**Task**
What lines below contain the word "Uninitialized"? Please pull each one out.

**Supplied records**
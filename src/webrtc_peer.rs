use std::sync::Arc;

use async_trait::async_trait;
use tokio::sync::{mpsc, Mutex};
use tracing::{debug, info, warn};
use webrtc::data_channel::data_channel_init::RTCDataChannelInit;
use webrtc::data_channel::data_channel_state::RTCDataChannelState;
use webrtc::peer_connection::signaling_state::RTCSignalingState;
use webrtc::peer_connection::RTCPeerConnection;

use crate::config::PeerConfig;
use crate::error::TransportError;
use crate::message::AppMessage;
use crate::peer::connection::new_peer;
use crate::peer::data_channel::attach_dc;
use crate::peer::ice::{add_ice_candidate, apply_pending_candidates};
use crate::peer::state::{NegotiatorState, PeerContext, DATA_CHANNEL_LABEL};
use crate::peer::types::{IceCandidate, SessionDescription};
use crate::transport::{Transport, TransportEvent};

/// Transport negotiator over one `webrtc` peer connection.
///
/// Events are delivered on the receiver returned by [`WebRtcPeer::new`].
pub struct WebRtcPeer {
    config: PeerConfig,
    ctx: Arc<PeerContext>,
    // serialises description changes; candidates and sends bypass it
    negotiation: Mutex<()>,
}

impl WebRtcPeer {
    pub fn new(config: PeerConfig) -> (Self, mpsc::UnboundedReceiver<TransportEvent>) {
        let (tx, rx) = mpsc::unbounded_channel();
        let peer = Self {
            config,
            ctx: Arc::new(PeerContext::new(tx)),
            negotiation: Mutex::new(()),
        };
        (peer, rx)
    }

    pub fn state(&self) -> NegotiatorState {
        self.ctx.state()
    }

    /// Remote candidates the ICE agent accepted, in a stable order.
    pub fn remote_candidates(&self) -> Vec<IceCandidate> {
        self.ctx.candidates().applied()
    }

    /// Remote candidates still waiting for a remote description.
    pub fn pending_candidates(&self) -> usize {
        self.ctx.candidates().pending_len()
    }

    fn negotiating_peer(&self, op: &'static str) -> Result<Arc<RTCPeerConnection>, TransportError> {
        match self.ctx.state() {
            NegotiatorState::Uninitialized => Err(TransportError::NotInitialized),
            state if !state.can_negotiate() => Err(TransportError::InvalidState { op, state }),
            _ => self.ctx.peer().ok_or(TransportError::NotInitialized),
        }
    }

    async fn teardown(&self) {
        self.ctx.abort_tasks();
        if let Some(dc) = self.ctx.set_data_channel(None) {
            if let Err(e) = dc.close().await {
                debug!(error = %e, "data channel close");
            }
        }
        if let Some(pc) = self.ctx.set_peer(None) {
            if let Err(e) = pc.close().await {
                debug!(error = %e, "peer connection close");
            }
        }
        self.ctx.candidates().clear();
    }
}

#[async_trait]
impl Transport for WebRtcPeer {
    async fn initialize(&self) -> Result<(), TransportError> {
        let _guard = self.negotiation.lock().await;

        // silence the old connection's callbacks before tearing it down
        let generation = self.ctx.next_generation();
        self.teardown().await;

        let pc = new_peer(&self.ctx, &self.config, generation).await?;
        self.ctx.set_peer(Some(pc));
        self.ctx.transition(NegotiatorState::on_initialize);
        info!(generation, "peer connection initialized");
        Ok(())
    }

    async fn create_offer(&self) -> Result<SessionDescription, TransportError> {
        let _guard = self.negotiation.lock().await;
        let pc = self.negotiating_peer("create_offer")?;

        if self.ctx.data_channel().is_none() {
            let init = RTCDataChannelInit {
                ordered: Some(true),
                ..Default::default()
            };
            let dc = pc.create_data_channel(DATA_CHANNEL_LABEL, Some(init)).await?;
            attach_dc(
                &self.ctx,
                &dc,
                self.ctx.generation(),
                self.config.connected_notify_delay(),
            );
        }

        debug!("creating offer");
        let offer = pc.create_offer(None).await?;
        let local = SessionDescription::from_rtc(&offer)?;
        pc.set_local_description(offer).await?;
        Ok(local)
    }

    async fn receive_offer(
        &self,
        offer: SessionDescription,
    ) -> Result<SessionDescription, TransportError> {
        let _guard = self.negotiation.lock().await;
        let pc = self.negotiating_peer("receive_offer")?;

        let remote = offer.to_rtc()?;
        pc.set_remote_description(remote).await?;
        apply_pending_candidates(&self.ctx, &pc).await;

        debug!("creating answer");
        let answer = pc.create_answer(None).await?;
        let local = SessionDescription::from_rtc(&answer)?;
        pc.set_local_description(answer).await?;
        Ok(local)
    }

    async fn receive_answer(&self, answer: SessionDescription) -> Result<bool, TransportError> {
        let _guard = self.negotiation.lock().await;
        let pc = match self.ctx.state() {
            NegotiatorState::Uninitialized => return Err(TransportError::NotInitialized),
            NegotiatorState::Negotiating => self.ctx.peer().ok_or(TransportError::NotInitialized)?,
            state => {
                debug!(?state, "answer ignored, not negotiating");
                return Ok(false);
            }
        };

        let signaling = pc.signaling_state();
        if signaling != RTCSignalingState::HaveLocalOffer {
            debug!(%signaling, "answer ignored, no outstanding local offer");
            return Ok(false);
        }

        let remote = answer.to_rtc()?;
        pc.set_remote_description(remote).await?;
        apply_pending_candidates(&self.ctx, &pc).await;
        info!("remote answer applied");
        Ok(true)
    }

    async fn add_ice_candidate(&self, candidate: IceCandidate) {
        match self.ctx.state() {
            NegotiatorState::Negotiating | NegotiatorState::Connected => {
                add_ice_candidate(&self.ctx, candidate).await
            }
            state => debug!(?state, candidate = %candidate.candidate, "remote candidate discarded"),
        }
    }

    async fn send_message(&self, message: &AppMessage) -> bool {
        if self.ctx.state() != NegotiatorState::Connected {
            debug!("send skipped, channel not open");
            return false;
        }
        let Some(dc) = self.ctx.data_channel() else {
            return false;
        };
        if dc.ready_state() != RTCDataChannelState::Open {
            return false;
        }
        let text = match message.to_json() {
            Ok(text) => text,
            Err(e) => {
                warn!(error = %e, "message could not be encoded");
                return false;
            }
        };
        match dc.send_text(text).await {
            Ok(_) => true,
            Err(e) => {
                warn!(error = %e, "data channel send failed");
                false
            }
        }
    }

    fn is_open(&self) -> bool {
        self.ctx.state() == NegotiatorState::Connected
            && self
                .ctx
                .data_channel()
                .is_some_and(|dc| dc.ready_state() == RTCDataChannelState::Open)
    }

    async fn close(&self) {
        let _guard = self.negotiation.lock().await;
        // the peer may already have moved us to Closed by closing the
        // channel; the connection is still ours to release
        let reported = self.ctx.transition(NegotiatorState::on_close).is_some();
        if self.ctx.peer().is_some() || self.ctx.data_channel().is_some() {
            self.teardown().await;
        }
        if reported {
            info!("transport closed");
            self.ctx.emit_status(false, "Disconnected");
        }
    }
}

==

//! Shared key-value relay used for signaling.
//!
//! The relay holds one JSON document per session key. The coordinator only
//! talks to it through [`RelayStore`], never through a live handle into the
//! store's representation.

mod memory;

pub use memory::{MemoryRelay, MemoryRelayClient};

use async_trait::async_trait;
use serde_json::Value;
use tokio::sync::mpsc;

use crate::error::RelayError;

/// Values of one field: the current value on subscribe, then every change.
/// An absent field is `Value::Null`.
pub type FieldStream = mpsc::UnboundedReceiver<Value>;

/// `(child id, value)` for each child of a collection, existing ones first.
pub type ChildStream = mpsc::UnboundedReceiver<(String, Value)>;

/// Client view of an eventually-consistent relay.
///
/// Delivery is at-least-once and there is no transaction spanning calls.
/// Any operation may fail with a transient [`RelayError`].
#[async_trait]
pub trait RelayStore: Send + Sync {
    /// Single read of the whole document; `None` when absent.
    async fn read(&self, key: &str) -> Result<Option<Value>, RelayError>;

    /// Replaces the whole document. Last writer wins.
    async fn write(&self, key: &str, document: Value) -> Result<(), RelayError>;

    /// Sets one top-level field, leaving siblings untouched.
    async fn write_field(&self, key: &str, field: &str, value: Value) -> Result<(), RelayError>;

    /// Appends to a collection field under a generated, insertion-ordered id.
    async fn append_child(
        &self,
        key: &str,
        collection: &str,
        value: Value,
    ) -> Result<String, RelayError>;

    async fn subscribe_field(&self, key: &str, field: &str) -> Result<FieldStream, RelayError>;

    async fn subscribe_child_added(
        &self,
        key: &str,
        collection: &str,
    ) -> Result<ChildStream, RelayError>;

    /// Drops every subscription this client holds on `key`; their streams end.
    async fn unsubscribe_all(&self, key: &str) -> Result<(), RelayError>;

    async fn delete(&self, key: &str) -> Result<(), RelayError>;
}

--

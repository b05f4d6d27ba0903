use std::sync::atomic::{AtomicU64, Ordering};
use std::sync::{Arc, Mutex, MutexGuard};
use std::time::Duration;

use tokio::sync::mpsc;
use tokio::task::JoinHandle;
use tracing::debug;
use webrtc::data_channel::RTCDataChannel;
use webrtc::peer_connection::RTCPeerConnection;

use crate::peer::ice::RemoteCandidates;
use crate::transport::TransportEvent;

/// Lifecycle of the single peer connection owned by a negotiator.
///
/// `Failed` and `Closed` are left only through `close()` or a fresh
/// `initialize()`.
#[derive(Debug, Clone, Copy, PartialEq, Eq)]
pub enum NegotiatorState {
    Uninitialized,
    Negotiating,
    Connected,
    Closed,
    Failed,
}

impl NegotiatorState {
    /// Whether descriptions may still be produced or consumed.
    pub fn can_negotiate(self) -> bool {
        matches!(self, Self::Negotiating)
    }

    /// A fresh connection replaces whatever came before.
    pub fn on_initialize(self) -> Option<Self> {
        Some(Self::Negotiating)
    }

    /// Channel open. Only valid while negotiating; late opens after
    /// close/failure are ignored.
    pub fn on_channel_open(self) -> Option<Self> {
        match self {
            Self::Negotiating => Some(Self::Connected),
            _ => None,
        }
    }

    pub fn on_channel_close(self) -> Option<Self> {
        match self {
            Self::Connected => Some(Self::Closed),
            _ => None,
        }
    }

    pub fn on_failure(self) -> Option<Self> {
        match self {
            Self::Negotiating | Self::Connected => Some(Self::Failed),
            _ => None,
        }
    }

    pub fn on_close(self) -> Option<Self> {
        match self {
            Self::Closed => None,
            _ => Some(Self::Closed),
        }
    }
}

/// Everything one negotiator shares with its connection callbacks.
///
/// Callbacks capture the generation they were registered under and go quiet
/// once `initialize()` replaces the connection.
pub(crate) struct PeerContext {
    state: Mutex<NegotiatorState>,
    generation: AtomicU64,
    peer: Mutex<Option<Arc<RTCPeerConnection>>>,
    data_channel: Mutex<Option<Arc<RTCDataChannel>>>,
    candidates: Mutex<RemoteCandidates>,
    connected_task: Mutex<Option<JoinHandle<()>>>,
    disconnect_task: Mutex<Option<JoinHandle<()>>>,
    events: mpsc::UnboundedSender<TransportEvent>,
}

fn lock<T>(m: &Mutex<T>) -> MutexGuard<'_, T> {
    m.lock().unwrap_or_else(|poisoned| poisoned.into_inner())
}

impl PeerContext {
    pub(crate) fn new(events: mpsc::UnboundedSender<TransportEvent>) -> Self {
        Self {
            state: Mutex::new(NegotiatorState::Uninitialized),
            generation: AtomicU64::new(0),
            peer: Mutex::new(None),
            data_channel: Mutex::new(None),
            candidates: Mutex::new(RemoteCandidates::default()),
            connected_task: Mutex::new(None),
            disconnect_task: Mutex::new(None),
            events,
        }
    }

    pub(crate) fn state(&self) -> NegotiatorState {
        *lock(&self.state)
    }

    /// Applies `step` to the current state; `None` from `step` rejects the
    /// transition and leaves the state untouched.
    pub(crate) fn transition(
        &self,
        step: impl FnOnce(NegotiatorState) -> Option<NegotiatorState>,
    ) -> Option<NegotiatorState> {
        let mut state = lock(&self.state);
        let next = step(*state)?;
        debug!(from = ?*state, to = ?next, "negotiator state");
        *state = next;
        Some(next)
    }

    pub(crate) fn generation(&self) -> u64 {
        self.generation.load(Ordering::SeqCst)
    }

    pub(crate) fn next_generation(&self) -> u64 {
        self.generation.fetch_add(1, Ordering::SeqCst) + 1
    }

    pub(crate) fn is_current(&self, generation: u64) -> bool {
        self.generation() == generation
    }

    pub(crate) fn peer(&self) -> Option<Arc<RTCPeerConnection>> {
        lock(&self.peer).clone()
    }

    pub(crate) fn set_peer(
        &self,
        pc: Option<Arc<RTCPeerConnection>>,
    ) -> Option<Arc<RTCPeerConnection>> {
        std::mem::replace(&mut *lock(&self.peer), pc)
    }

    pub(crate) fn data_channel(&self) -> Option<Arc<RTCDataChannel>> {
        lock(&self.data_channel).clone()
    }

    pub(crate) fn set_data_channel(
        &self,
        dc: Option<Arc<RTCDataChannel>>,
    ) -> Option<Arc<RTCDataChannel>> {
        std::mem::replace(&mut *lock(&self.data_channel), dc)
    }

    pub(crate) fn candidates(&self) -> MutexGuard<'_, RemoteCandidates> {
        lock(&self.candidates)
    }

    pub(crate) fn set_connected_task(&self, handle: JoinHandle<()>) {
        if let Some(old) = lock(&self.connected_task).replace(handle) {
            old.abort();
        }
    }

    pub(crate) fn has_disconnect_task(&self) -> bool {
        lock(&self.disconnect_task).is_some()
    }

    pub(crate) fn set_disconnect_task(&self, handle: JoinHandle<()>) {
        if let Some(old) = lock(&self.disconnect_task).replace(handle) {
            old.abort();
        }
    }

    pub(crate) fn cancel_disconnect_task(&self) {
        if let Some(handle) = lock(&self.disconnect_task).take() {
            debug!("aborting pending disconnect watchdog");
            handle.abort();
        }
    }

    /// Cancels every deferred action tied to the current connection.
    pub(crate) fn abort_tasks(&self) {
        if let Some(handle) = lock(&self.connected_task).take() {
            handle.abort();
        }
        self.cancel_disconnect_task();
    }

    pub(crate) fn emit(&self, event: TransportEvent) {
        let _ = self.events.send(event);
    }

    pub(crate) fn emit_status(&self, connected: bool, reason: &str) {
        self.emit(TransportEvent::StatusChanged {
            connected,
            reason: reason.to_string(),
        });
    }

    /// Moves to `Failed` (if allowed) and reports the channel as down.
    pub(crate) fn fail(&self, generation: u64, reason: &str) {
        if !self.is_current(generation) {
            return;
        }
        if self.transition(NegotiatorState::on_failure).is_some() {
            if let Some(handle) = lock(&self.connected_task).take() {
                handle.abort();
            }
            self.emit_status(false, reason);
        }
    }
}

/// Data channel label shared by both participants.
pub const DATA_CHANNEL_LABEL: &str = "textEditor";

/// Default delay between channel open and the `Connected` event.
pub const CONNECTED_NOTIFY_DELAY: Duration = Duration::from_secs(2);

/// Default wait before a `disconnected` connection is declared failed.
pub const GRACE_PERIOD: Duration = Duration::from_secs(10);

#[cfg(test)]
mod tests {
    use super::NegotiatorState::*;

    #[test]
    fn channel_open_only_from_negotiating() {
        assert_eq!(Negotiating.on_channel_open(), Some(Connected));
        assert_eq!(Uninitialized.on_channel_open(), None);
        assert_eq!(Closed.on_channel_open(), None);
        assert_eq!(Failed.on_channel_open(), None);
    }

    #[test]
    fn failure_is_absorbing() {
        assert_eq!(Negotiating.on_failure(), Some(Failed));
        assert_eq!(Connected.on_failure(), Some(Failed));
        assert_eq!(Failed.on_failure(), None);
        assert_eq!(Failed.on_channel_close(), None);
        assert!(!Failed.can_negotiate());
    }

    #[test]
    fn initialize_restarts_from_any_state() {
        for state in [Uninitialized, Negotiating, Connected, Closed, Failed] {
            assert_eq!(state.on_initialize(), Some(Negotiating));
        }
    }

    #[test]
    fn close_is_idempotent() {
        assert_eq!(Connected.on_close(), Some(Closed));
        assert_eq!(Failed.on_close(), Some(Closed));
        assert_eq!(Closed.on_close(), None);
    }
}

**Written answer**
            NegotiatorState::Uninitialized => Err(TransportError::NotInitialized),
            NegotiatorState::Uninitialized => return Err(TransportError::NotInitialized),
    Uninitialized,
            state: Mutex::new(NegotiatorState::Uninitialized),
        assert_eq!(Uninitialized.on_channel_open(), None);
        for state in [Uninitialized, Negotiating, Connected, Closed, Failed] {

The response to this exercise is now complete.